LA ALEGRÍA EN VENTA

Guillermo Julián García

La “La alegría es el paso del hombre de una menor a una mayor perfección.” — Baruch Spinoza

La alegría, a lo largo del tiempo, ha sido entendida como un afecto que aumenta nuestra capacidad de actuar y de comprender. Sin embargo en la actualidad, parece haber sido sustituida a una forma más superficial: la alegría como producto.
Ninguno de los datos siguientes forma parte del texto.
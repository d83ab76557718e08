//! Reset-edges command handler
//!
//! Append-tier kinds (ACCESSES) duplicate on every re-run; clearing them
//! first is the supported way to rebuild.

use serde_json::json;

use crate::cli::ResetEdgesArgs;
use crate::commands::CommandContext;
use crate::error::Result;
use crate::store::GraphStore;

pub fn run_reset_edges(args: &ResetEdgesArgs, ctx: &CommandContext) -> Result<String> {
    let store = ctx.open_store(args.store.as_deref())?;
    let removed = store.clear_edges(args.kind)?;
    tracing::info!("[STORE] removed {} {} edges", removed, args.kind);
    let output = json!({
        "store": store.path().display().to_string(),
        "kind": args.kind,
        "removed": removed,
    });
    Ok(format!("{}\n", serde_json::to_string_pretty(&output)?))
}
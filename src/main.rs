//! vista-graph CLI entry point

use std::path::Path;
use std::process::ExitCode;

use clap::Parser;
use tracing_subscriber::EnvFilter;

use vista_graph::cli::{Cli, Commands};
use vista_graph::commands::{run_build, run_decode, run_reset_edges, run_validate, CommandContext};
use vista_graph::config::{EngineConfig, DEFAULT_CONFIG_FILE};

fn main() -> ExitCode {
    let cli = Cli::parse();
    match run(&cli) {
        Ok(output) => {
            print!("{}", output);
            ExitCode::SUCCESS
        }
        Err(e) => {
            eprintln!("Error: {}", e);
            e.exit_code()
        }
    }
}

fn run(cli: &Cli) -> vista_graph::Result<String> {
    let config_path = cli
        .config
        .as_deref()
        .unwrap_or_else(|| Path::new(DEFAULT_CONFIG_FILE));
    let config = EngineConfig::load_from(config_path)?;
    init_tracing(&config, cli.verbose);

    let ctx = CommandContext::new(config, cli.verbose, cli.progress);
    match &cli.command {
        Commands::Build(args) => run_build(args, &ctx),
        Commands::Decode(args) => run_decode(args, &ctx),
        Commands::ResetEdges(args) => run_reset_edges(args, &ctx),
        Commands::Validate(args) => run_validate(args, &ctx),
    }
}

/// Logs go to stderr; stdout carries the JSON output.
/// `RUST_LOG` wins over the configured level.
fn init_tracing(config: &EngineConfig, verbose: bool) {
    let level = if verbose {
        "debug"
    } else {
        config.logging.level.as_str()
    };
    let filter = EnvFilter::try_from_default_env()
        .unwrap_or_else(|_| EnvFilter::new(format!("vista_graph={}", level)));
    let _ = tracing_subscriber::fmt()
        .with_env_filter(filter)
        .with_writer(std::io::stderr)
        .with_target(false)
        .try_init();
}
//! Fixed-precision float formatting without `format!` on floats.
//!
//! Float-to-decimal formatting has panicked on some wasm toolchain/browser
//! combinations, so view labels go through here instead: scale, round into an
//! `i64`, then format integers.

/// Formats `v` with exactly `decimals` fractional digits (at most 9).
///
/// Non-finite input renders as `NaN`, `Inf` or `-Inf`.
pub fn fixed(v: f64, decimals: usize) -> String {
    if v.is_nan() {
        return "NaN".to_string();
    }
    if !v.is_finite() {
        return infinity(v);
    }

    let decimals = decimals.min(9);
    let scale = 10_i64.pow(decimals as u32);
    let scaled = (v * scale as f64).round();
    if !scaled.is_finite() || scaled.abs() > i64::MAX as f64 {
        return infinity(v);
    }

    let scaled = scaled as i64;
    let abs = scaled.unsigned_abs();
    let scale = scale as u64;

    let mut out = String::new();
    if scaled < 0 {
        out.push('-');
    }
    out.push_str(&(abs / scale).to_string());
    if decimals > 0 {
        let frac = (abs % scale).to_string();
        out.push('.');
        out.extend(std::iter::repeat('0').take(decimals - frac.len()));
        out.push_str(&frac);
    }
    out
}

/// Like [`fixed`], but drops trailing fractional zeros (`50.000` -> `50`).
pub fn trimmed(v: f64, max_decimals: usize) -> String {
    let s = fixed(v, max_decimals);
    if !s.contains('.') {
        return s;
    }
    s.trim_end_matches('0').trim_end_matches('.').to_string()
}

fn infinity(v: f64) -> String {
    if v.is_sign_negative() {
        "-Inf".to_string()
    } else {
        "Inf".to_string()
    }
}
Ya no se trata de un proceso relacionado al desarrollo del individuo, sino a algo que se compra, se consume y, en el mejor de los casos, se exhibe. ¿Seguimos entonces experimentando alegría o simplemente consumiendo su imitación?
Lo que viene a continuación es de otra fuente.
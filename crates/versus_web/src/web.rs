use leptos::prelude::*;
use tracing::{error, info, warn};
use versus::{AppShell, ClientConfig, ComparisonPair, Progress, Selection, ViewState};

mod header;
mod image_button;
mod main_view;
mod socket;
mod storage;

use header::Header;
use main_view::MainView;
use socket::{SocketEvents, WsChannel};

pub fn start() {
    console_error_panic_hook::set_once();

    let stored = storage::load_client_config();
    let config = stored
        .as_ref()
        .and_then(|r| r.as_ref().ok())
        .cloned()
        .unwrap_or_default();

    tracing_wasm::set_as_global_default_with_config(
        tracing_wasm::WASMLayerConfigBuilder::new()
            .set_max_level(config.level())
            .build(),
    );
    if let Some(Err(e)) = stored {
        warn!("ignoring stored client config: {}", e);
    }

    mount_to_body(move || view! { <App config=config.clone() /> });
}

/// Owns the socket and the canonical state; children only see snapshots.
#[component]
fn App(config: ClientConfig) -> impl IntoView {
    let shell = StoredValue::new_local(AppShell::<WsChannel>::new());
    let view_state = RwSignal::new(ViewState::default());

    let refresh = move || view_state.set(shell.with_value(|s| s.snapshot()));

    match storage::page_location() {
        Some((protocol, host)) => {
            let url = config.endpoint(&protocol, &host);
            match WsChannel::open(&url) {
                Ok(channel) => {
                    info!(%url, "opening voting channel");
                    channel.listen(SocketEvents {
                        on_open: Box::new(move || {
                            shell.update_value(|s| s.on_open());
                            refresh();
                        }),
                        on_text: Box::new(move |text: String| {
                            shell.update_value(|s| {
                                s.on_message(&text);
                            });
                            refresh();
                        }),
                        on_close: Box::new(move || {
                            shell.update_value(|s| s.on_close());
                            refresh();
                        }),
                    });
                    shell.update_value(|s| s.attach(channel));
                    refresh();
                }
                Err(e) => error!(%url, "could not open voting channel: {}", e),
            }
        }
        None => error!("page location unavailable; no voting channel"),
    }

    let on_select = Callback::new(move |selection: Selection| {
        shell.update_value(|s| {
            s.select(selection);
        });
        refresh();
    });

    let on_undo = Callback::new(move |_: ()| {
        shell.update_value(|s| {
            s.undo();
        });
        refresh();
    });

    let progress: Memo<Progress> = Memo::new(move |_| view_state.with(|v| v.progress));
    let pair: Memo<Option<ComparisonPair>> = Memo::new(move |_| view_state.with(|v| v.pair.clone()));
    let disabled = Memo::new(move |_| view_state.with(|v| v.disabled));

    view! {
        <div class="app">
            <Header progress=progress on_undo=on_undo />
            <MainView
                pair=pair
                disabled=disabled
                on_select=on_select
                rate_decimals=config.rate_decimals
            />
        </div>
    }
}
use leptos::prelude::*;
use versus::{float_fmt, Progress};

const CONTAINER_STYLE: &str = "display: flex; background: #1f3134; padding: 20px;";
const PROGRESS_STYLE: &str = "width: 90%; margin: auto;";

/// Progress bar plus the undo control. Undo always fires; the shell decides
/// whether it is accepted.
#[component]
pub(super) fn Header(#[prop(into)] progress: Signal<Progress>, on_undo: Callback<()>) -> impl IntoView {
    view! {
        <header class="header" style=CONTAINER_STYLE>
            <div class="progress" style=PROGRESS_STYLE title=move || progress.get().title()>
                <div
                    class="progress-bar progress-bar-striped progress-bar-animated"
                    role="progressbar"
                    aria-valuemin="0"
                    aria-valuenow=move || progress.get().now.to_string()
                    aria-valuemax=move || progress.get().total.to_string()
                    style=move || format!("width: {}%;", float_fmt::fixed(progress.get().bar_width(), 2))
                >
                    {move || progress.get().label()}
                </div>
            </div>
            <button class="btn btn-primary" on:click=move |_| on_undo.run(())>
                "undo"
            </button>
        </header>
    }
}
Desde la perspectiva de Spinoza, la alegría implica un aumento de la potencia de obrar, un tránsito hacia una mayor perfección. Esto significa que no puede ser algo pasivo ni dependiente exclusivamente de factores externos. Sin embargo, la lógica contemporánea parece funcionar exactamente al revés, se nos presenta la alegría como algo que llega desde fuera, como resultado de adquirir experiencias, objetos o reconocimiento social, siendo los principales causantes de esta desagradable situación las redes sociales, la publicidad y las dinámicas de consumo que construyen una imagen de la felicidad inmediata, accesible y constante. Pero, si la alegría depende completamente de estímulos externos, ¿no pasa de ser un afecto activo para convertirse en una dependencia?
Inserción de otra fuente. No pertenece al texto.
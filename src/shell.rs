//! The app-level controller: owns the channel and the canonical view state.
//!
//! ```text
//! ENABLED --(select | undo)--> DISABLED --(server push)--> ENABLED
//! ```
//!
//! The shell starts DISABLED and only a server push enables it. Accepted
//! actions disable it and clear the pair before the frame goes out, so a
//! second click in the round-trip window is dropped.

use thiserror::Error;
use tracing::{debug, info, warn};

use crate::pairing::{ComparisonPair, Selection};
use crate::progress::Progress;
use crate::protocol::{self, ClientAction, ServerPush};

#[derive(Debug, Error)]
pub enum ChannelError {
    #[error("no channel attached")]
    NotConnected,
    #[error("channel closed")]
    Closed,
    #[error("send failed: {0}")]
    Send(String),
}

/// Outbound half of the connection to the voting server.
pub trait Channel {
    fn send_text(&self, text: &str) -> Result<(), ChannelError>;
}

#[derive(Debug, Clone, Copy, PartialEq, Eq, Default)]
pub enum ConnectionStatus {
    #[default]
    Connecting,
    Open,
    Closed,
}

/// Immutable snapshot handed to the view.
#[derive(Debug, Clone, PartialEq)]
pub struct ViewState {
    pub progress: Progress,
    pub pair: Option<ComparisonPair>,
    pub disabled: bool,
    pub connection: ConnectionStatus,
}

impl Default for ViewState {
    fn default() -> Self {
        Self {
            progress: Progress::default(),
            pair: None,
            disabled: true,
            connection: ConnectionStatus::Connecting,
        }
    }
}

pub struct AppShell<C> {
    state: ViewState,
    channel: Option<C>,
}

impl<C: Channel> Default for AppShell<C> {
    fn default() -> Self {
        Self::new()
    }
}

impl<C: Channel> AppShell<C> {
    pub fn new() -> Self {
        Self {
            state: ViewState::default(),
            channel: None,
        }
    }

    pub fn state(&self) -> &ViewState {
        &self.state
    }

    pub fn snapshot(&self) -> ViewState {
        self.state.clone()
    }

    pub fn attach(&mut self, channel: C) {
        self.channel = Some(channel);
        self.state.connection = ConnectionStatus::Connecting;
    }

    pub fn on_open(&mut self) {
        info!("connected to voting server");
        self.state.connection = ConnectionStatus::Open;
    }

    /// The server went away. No reconnect: the page must be reloaded.
    pub fn on_close(&mut self) {
        if self.state.connection != ConnectionStatus::Closed {
            warn!("connection to voting server closed; reload the page to resume");
        }
        self.state.connection = ConnectionStatus::Closed;
        self.channel = None;
    }

    /// Handles one inbound text frame. Malformed frames leave state untouched.
    pub fn on_message(&mut self, raw: &str) -> bool {
        match protocol::decode_push(raw) {
            Ok(push) => {
                self.apply_push(push);
                true
            }
            Err(e) => {
                warn!("dropping server message: {}", e);
                false
            }
        }
    }

    /// Replaces progress and pair wholesale and re-enables the controls.
    pub fn apply_push(&mut self, push: ServerPush) {
        let progress = Progress::from(push.matches);
        debug!(now = progress.now, total = progress.total, "server push");
        self.state.progress = progress;
        self.state.pair = Some(ComparisonPair::from(push.target));
        self.state.disabled = false;
    }

    pub fn select(&mut self, selection: Selection) -> bool {
        self.submit(selection.into())
    }

    pub fn undo(&mut self) -> bool {
        self.submit(ClientAction::Undo)
    }

    /// Returns whether the action was accepted. Accepted actions always
    /// disable the shell, even if the frame could not be delivered.
    fn submit(&mut self, action: ClientAction) -> bool {
        if self.state.disabled {
            debug!(?action, "controls disabled; action dropped");
            return false;
        }

        self.state.disabled = true;
        self.state.pair = None;

        if let Err(e) = self.send(&action) {
            warn!(?action, "action not delivered: {}", e);
        }
        true
    }

    fn send(&self, action: &ClientAction) -> Result<(), ChannelError> {
        let channel = match (&self.channel, self.state.connection) {
            (_, ConnectionStatus::Closed) => return Err(ChannelError::Closed),
            (None, _) => return Err(ChannelError::NotConnected),
            (Some(c), _) => c,
        };
        let text = protocol::encode_action(action).map_err(|e| ChannelError::Send(e.to_string()))?;
        channel.send_text(&text)
    }
}

#[cfg(test)]
mod tests {
    use super::*;
    use serde_json::{json, Value};
    use std::cell::RefCell;
    use std::rc::Rc;

    #[derive(Clone, Default)]
    struct Recorder {
        sent: Rc<RefCell<Vec<String>>>,
    }

    impl Recorder {
        fn frames(&self) -> Vec<Value> {
            self.sent
                .borrow()
                .iter()
                .map(|s| serde_json::from_str(s).unwrap())
                .collect()
        }
    }

    impl Channel for Recorder {
        fn send_text(&self, text: &str) -> Result<(), ChannelError> {
            self.sent.borrow_mut().push(text.to_string());
            Ok(())
        }
    }

    fn push_json(finished: u64, total: u64, a: i64, b: i64) -> String {
        json!({
            "matches": {"finished": finished, "total": total},
            "target": [
                {"id": a, "rate": 0.5, "src": "a"},
                {"id": b, "rate": 0.5, "src": "b"}
            ]
        })
        .to_string()
    }

    fn connected() -> (AppShell<Recorder>, Recorder) {
        let rec = Recorder::default();
        let mut shell = AppShell::new();
        shell.attach(rec.clone());
        shell.on_open();
        (shell, rec)
    }

    #[test]
    fn starts_disabled_with_no_pair() {
        let shell: AppShell<Recorder> = AppShell::new();
        let s = shell.state();
        assert!(s.disabled);
        assert!(s.pair.is_none());
        assert_eq!(s.progress, Progress::new(0, 0));
    }

    #[test]
    fn push_replaces_state_and_enables() {
        let (mut shell, _) = connected();
        assert!(shell.on_message(&push_json(4, 9, 11, 12)));

        let s = shell.state();
        assert!(!s.disabled);
        assert_eq!(s.progress, Progress::new(4, 9));
        let pair = s.pair.as_ref().unwrap();
        assert_eq!(pair.target1.id, 11);
        assert_eq!(pair.target2.id, 12);
    }

    #[test]
    fn same_push_twice_is_idempotent() {
        let (mut shell, _) = connected();
        shell.on_message(&push_json(1, 5, 1, 2));
        let once = shell.snapshot();
        shell.on_message(&push_json(1, 5, 1, 2));
        assert_eq!(shell.snapshot(), once);
    }

    #[test]
    fn actions_while_disabled_send_nothing() {
        let (mut shell, rec) = connected();
        let before = shell.snapshot();

        assert!(!shell.select(Selection { winner: 1, loser: 2 }));
        assert!(!shell.undo());

        assert!(rec.frames().is_empty());
        assert_eq!(shell.snapshot(), before);
    }

    #[test]
    fn accepted_select_sends_once_and_clears() {
        let (mut shell, rec) = connected();
        shell.on_message(&push_json(0, 3, 5, 6));

        assert!(shell.select(Selection { winner: 6, loser: 5 }));
        assert!(!shell.select(Selection { winner: 6, loser: 5 }));

        assert_eq!(
            rec.frames(),
            vec![json!({"action": "select", "winner": 6, "loser": 5})]
        );
        let s = shell.state();
        assert!(s.disabled);
        assert!(s.pair.is_none());
        assert_eq!(s.progress, Progress::new(0, 3));
    }

    #[test]
    fn accepted_undo_sends_once_and_clears() {
        let (mut shell, rec) = connected();
        shell.on_message(&push_json(2, 3, 5, 6));

        assert!(shell.undo());
        assert!(!shell.undo());

        assert_eq!(rec.frames(), vec![json!({"action": "undo"})]);
        assert!(shell.state().disabled);
        assert!(shell.state().pair.is_none());
    }

    #[test]
    fn malformed_push_keeps_prior_state() {
        let (mut shell, _) = connected();
        shell.on_message(&push_json(1, 2, 7, 8));
        let before = shell.snapshot();

        assert!(!shell.on_message("{\"matches\": 3}"));
        assert!(!shell.on_message(&push_json(1, 2, 7, 7)));
        assert_eq!(shell.snapshot(), before);
    }

    #[test]
    fn malformed_push_does_not_enable() {
        let (mut shell, _) = connected();
        assert!(!shell.on_message("[]"));
        assert!(shell.state().disabled);
    }

    #[test]
    fn closed_channel_leaves_ui_stuck_after_action() {
        let (mut shell, rec) = connected();
        shell.on_message(&push_json(0, 2, 1, 2));
        shell.on_close();
        assert_eq!(shell.state().connection, ConnectionStatus::Closed);

        assert!(shell.undo());
        assert!(rec.frames().is_empty());
        assert!(shell.state().disabled);
        assert!(!shell.undo());
    }

    #[test]
    fn full_vote_cycle() {
        let (mut shell, rec) = connected();

        let first = json!({
            "matches": {"finished": 2, "total": 10},
            "target": [
                {"id": 1, "rate": 0.5, "src": "a"},
                {"id": 2, "rate": 0.5, "src": "b"}
            ]
        });
        shell.on_message(&first.to_string());
        {
            let s = shell.state();
            let pair = s.pair.as_ref().unwrap();
            assert_eq!((pair.target1.id, pair.target2.id), (1, 2));
            assert_eq!(s.progress, Progress::new(2, 10));
            assert!(!s.disabled);
        }

        let pick = crate::pairing::resolve(shell.state().pair.as_ref(), "2").unwrap();
        assert!(shell.select(pick));
        assert_eq!(
            rec.frames(),
            vec![json!({"action": "select", "winner": 2, "loser": 1})]
        );
        assert!(shell.state().disabled);
        assert!(shell.state().pair.is_none());

        shell.on_message(&push_json(3, 10, 4, 9));
        let s = shell.state();
        assert!(!s.disabled);
        assert_eq!(s.progress, Progress::new(3, 10));
        assert_eq!(s.pair.as_ref().unwrap().target2.id, 9);
    }
}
Siguiendo este planteamiento, la mercantilización de la alegría no solo transforma su significado, sino que también altera nuestra forma de actuar. Claro que, en lugar de buscar aquello que realmente aumenta nuestra capacidad de ser y comprender, perseguimos aquello que promete una gratificación rápida. El problema es que estas formas de “alegría” son inestables y efímeras. Funcionan como afectos pasivos en términos spinozistas (dependen de causas que no controlamos y que desaparecen con facilidad, dejando detrás de estas una sensación de vacío que alimenta de nuevo el consumo).

Poniendo por caso uno de los ejemplos anteriores, el uso de las redes sociales, podemos comentar sin reparo que la obtención de reconocimiento inmediato: un “me gusta”, un comentario, o una validación externa, no generan otra cosa que una forma de satisfacción que podría confundirse con la alegría. Sin embargo, esta depende completamente de factores externos y variables, no aumenta realmente nuestra potencia de actuar, sino que nos hace más dependientes de una respuesta ajena. Pues no solo no nos hace más libres, sino que limita nuestra propia autonomía.

Seguido de esto, cabe comentar que esta dinámica encaja con una crítica más amplia que ya preveían otros pensadores. Tomando en consideración a Nietzsche, podemos aclarar que este denunciaba aquellas formas de vida que debilitaban al individuo bajo la apariencia de bienestar. Aunque su contexto era distinto, su crítica puede reinterpretarse en el tema anteriormente comentado, una alegría basada en la evasión o en la dependencia externa no afirma la vida, sino que la reduce. Del mismo modo, retomando a Spinoza, nos queda claro que una alegría que no nace del conocimiento ni del aumento de nuestra potencia difícilmente puede considerarse auténtica.

Es entonces en este punto en el que la mercantilización de la alegría revela una paradoja, ya que, cuanto más se nos promete, más difícil parece alcanzarla de forma real. La constante exposición a modelos de felicidad idealizados genera una comparación permanente que, lejos de aumentar nuestra potencia, la disminuye. Se produce entonces un círculo en el que la búsqueda de alegría conduce a la frustración, y esta, a su vez, impulsa un mayor consumo.

Frente a esto, recuperar la concepción de la alegría como apego activo implica un cambio de perspectiva. No se trata de rechazar toda forma de placer o experiencia externa, sino de comprender que la alegría auténtica/real no puede reducirse a ellas. Surge cuando actuamos de acuerdo con lo que somos, cuando comprendemos mejor la realidad y cuando aumentamos nuestra capacidad de intervenir en ella. Es entonces, por tanto, inseparable de la libertad.

En resumidas cuentas, la alegría no puede ser un producto sin dejar de ser lo que es. Convertirla en un objeto de consumo es vaciarla de su contenido esencial y reducirla a una sucesión de estímulos pasajeros. Si la alegría, como afirmaba Spinoza, es el paso hacia una mayor perfección, entonces no puede comprarse ni imponerse, solo puede construirse desde dentro, a través del conocimiento y de la acción.

“La beatitud no es el premio de la virtud, sino la virtud misma.” — Baruch Spinoza

Quizá el problema no sea que falte alegría, sino que como sociedad hemos aceptado una versión demasiado pobre de esta misma. Una que entretiene, pero no transforma, que a largo plazo es un mal negocio incluso para quien solo quiere sentirse bien.